___ Records to use

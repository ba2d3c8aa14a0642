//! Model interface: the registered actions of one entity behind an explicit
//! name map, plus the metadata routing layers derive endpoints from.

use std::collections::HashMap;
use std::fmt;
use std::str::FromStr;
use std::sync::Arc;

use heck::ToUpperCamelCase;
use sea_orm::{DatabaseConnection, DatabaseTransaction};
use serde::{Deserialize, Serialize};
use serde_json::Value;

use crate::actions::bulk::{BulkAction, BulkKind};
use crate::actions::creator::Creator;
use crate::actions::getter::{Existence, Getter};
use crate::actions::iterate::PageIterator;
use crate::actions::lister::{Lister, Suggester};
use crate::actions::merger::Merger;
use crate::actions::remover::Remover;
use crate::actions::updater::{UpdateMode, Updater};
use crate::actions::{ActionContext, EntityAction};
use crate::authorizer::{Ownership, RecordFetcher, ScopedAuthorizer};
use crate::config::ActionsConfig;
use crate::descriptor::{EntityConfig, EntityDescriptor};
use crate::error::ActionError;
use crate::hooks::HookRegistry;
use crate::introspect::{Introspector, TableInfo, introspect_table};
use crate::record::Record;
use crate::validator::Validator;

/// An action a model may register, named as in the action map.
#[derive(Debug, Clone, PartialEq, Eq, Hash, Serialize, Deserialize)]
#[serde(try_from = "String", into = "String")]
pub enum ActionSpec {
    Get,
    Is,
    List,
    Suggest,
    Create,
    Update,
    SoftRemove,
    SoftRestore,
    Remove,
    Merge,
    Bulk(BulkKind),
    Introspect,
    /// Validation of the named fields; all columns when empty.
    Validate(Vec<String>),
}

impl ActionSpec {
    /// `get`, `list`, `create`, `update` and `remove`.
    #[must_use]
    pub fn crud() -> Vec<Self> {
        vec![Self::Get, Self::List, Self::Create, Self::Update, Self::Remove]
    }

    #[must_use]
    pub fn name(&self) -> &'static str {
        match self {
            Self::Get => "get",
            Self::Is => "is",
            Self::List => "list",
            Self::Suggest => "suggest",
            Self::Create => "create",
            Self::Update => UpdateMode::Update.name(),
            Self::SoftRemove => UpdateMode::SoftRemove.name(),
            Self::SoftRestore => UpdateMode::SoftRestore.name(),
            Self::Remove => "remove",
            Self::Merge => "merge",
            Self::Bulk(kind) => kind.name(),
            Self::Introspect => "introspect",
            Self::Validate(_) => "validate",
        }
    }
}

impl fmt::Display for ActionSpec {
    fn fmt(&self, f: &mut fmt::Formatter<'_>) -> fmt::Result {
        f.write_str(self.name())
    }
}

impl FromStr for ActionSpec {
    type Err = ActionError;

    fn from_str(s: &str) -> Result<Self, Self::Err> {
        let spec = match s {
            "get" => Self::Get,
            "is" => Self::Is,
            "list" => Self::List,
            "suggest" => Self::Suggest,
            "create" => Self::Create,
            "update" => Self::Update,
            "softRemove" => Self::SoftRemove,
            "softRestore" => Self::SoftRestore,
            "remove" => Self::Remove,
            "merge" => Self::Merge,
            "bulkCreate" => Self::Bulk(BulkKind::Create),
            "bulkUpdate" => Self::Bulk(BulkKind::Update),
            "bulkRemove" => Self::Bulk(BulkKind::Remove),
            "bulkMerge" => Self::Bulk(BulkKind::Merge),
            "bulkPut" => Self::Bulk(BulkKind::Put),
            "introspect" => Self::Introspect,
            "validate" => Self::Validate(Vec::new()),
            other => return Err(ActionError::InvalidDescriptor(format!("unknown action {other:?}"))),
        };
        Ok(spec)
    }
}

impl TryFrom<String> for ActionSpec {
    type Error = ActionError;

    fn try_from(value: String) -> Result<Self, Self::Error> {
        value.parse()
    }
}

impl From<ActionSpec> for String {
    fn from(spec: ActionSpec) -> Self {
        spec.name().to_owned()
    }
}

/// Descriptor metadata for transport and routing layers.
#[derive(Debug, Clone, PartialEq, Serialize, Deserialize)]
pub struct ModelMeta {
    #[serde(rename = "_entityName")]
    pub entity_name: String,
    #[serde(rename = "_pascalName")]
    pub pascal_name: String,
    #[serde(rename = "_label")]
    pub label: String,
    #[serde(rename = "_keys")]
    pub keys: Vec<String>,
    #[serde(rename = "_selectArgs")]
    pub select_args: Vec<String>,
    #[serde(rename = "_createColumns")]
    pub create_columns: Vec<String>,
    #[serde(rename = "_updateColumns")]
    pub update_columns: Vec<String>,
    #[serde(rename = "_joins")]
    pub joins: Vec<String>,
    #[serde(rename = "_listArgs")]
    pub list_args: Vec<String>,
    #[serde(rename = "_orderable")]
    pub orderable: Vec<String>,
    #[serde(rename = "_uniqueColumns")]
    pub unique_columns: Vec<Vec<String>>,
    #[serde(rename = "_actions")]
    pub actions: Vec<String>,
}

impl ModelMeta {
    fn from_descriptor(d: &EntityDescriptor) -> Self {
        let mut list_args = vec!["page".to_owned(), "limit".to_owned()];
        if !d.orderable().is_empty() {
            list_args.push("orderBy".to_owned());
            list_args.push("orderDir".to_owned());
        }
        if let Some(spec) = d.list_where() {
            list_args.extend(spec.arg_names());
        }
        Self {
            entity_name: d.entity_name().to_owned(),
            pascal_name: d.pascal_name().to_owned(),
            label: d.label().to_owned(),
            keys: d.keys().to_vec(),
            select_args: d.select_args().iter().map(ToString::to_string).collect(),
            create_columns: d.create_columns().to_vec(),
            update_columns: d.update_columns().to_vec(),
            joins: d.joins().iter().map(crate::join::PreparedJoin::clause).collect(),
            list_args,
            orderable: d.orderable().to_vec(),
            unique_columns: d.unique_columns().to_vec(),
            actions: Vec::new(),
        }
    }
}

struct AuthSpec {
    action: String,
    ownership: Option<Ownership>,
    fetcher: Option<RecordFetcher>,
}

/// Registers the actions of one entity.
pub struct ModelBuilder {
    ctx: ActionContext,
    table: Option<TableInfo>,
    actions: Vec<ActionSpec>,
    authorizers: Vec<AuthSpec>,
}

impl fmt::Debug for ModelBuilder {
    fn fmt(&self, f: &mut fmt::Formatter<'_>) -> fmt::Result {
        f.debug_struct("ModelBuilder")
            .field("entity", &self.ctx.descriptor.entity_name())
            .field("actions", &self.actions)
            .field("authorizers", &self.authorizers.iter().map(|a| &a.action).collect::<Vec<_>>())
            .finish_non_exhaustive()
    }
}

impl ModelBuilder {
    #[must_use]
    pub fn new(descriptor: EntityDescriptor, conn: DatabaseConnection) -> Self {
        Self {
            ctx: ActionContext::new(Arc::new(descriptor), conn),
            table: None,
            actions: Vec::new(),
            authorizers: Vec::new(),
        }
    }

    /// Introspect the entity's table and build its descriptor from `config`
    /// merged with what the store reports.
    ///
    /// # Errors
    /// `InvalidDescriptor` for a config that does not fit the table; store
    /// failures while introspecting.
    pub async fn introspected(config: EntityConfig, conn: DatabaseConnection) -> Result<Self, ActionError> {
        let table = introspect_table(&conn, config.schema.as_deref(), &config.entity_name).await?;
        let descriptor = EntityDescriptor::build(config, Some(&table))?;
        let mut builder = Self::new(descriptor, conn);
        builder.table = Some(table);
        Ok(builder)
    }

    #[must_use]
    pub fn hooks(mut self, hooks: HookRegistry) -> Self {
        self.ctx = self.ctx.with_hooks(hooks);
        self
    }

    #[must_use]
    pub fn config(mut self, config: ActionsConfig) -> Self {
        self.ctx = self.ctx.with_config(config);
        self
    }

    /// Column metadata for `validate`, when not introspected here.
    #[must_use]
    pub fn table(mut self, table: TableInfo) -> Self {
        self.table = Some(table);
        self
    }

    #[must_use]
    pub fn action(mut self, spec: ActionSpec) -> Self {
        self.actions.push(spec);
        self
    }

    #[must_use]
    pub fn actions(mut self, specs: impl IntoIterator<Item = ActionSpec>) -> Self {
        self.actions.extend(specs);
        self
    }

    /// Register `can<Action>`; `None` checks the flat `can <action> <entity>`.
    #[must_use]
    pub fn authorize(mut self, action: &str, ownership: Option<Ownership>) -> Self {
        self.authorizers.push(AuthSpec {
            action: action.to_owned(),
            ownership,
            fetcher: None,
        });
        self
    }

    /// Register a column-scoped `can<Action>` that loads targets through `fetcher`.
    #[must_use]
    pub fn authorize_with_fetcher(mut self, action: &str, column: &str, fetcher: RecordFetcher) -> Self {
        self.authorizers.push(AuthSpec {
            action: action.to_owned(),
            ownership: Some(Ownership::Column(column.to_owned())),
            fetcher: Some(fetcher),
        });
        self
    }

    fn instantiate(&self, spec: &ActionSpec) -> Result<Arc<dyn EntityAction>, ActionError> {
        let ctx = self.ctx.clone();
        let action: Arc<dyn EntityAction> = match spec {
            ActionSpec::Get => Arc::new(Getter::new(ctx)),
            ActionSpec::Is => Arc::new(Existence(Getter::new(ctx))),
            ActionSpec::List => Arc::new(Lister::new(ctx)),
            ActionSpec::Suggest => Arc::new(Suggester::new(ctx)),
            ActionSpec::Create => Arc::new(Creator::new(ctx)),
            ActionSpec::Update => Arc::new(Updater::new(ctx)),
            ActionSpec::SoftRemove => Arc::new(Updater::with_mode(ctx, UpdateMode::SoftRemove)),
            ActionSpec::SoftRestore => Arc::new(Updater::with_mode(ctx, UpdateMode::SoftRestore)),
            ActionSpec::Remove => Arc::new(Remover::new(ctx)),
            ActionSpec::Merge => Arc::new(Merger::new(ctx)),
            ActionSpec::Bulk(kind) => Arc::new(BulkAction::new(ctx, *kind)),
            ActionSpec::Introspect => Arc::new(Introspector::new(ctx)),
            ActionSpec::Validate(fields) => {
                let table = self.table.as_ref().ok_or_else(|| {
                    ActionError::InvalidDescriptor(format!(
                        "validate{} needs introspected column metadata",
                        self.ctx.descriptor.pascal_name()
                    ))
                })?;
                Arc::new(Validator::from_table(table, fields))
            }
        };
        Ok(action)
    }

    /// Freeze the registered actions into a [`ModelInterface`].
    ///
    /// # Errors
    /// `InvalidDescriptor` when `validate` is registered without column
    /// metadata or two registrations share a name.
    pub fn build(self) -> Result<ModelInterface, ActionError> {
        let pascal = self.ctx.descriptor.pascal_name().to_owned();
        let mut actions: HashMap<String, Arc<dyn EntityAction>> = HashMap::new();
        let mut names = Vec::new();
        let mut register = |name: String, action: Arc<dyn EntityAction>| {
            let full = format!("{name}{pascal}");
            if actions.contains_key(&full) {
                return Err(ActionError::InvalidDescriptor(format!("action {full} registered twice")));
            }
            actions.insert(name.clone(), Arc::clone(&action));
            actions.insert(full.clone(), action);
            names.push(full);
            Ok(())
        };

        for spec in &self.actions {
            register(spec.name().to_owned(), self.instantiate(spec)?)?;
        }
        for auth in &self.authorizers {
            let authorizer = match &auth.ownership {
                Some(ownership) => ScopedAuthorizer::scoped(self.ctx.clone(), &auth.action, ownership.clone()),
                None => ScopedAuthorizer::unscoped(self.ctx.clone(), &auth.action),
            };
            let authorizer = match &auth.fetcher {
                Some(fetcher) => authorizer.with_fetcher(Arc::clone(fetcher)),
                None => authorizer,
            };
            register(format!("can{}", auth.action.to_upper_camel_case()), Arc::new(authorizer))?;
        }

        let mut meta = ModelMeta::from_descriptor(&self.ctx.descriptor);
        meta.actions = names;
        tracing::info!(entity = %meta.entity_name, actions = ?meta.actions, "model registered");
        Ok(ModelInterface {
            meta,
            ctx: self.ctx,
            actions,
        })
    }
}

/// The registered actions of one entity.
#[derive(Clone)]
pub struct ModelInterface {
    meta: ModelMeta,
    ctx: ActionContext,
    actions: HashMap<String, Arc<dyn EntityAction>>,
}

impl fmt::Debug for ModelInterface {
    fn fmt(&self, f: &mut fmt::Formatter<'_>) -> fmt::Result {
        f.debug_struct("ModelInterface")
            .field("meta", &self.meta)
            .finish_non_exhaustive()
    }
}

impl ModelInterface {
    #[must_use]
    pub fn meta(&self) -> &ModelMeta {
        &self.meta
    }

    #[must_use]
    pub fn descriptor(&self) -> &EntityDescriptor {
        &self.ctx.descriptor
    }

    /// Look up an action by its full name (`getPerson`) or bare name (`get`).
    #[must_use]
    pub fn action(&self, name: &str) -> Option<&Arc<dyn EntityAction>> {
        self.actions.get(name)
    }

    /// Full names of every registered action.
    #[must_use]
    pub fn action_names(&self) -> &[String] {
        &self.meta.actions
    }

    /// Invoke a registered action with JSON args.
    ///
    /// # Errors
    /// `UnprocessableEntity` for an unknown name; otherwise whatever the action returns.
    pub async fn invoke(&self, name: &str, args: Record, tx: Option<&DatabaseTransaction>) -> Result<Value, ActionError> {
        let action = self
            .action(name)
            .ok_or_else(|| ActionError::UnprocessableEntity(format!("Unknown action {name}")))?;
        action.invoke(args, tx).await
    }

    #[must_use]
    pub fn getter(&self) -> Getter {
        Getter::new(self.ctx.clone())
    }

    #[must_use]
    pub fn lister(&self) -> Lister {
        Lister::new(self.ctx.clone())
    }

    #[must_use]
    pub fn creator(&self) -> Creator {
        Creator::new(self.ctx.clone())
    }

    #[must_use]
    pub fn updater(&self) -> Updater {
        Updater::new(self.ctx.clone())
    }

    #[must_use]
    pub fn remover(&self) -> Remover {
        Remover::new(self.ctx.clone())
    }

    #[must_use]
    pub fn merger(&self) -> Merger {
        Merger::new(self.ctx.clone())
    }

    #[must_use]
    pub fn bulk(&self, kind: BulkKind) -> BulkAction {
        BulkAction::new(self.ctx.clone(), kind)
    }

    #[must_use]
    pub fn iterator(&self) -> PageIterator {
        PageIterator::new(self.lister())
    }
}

______

▸ **Goal of the exercise**:
Using the listing, copy every line where the word "ModelInterface" shows up.

▸ **Completed task**:
    /// Freeze the registered actions into a [`ModelInterface`].
    pub fn build(self) -> Result<ModelInterface, ActionError> {
        Ok(ModelInterface {
pub struct ModelInterface {
impl fmt::Debug for ModelInterface {
        f.debug_struct("ModelInterface")
impl ModelInterface {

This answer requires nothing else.